Saved data entries

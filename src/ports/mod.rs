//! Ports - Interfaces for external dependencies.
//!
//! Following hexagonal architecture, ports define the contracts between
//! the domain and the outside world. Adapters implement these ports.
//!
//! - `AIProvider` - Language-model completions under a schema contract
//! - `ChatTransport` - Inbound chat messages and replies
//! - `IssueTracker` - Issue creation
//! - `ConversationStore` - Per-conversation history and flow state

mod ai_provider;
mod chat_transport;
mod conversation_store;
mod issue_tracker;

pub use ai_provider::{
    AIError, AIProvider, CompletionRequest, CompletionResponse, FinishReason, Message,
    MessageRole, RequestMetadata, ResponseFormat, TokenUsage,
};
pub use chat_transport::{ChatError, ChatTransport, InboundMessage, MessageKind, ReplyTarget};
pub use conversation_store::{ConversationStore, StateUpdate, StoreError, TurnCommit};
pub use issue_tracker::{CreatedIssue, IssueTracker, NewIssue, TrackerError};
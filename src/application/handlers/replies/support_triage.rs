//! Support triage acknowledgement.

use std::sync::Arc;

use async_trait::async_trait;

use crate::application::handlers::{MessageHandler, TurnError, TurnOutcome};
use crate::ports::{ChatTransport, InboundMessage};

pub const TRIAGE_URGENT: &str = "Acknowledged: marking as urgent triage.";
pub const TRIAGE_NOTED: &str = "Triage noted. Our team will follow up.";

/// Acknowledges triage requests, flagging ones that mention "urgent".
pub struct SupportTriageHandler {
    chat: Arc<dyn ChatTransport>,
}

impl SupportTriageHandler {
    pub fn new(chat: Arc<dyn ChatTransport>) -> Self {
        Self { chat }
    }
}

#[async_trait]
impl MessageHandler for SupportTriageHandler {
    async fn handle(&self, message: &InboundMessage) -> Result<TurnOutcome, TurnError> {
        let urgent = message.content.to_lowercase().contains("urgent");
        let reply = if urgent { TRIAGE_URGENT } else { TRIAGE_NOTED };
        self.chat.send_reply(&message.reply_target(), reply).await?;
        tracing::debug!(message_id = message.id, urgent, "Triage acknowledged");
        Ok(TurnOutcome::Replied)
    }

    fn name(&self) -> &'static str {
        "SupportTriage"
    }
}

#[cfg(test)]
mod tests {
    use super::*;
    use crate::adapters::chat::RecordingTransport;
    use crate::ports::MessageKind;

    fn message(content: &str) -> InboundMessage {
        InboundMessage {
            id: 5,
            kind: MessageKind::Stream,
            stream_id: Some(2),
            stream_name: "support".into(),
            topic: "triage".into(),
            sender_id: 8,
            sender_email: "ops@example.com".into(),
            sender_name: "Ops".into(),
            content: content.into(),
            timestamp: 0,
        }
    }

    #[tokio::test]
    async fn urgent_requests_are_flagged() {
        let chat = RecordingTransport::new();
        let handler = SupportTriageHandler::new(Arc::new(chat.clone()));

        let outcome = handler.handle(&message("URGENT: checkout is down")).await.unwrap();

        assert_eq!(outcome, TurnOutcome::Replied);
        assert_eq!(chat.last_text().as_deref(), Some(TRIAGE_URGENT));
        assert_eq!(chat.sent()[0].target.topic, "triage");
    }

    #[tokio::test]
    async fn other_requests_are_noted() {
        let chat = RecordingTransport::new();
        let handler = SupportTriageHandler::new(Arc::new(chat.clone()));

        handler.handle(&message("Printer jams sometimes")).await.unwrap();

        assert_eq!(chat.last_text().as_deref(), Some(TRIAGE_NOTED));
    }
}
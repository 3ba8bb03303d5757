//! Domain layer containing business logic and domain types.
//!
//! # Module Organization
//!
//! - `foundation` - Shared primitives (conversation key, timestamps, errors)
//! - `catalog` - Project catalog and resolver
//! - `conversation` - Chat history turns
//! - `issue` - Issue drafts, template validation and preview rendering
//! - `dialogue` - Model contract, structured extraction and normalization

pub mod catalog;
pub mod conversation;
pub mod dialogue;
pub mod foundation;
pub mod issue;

# Work request
Would you please repeat exactly the lines above, starting at the line with "use crate::ports::MessageKind;" and stopping at the line with "async fn urgent_requests_are_flagged()", both included?

# Response for this exercise
    use crate::ports::MessageKind;

    fn message(content: &str) -> InboundMessage {
        InboundMessage {
            id: 5,
            kind: MessageKind::Stream,
            stream_id: Some(2),
            stream_name: "support".into(),
            topic: "triage".into(),
            sender_id: 8,
            sender_email: "ops@example.com".into(),
            sender_name: "Ops".into(),
            content: content.into(),
            timestamp: 0,
        }
    }

    #[tokio::test]
    async fn urgent_requests_are_flagged() {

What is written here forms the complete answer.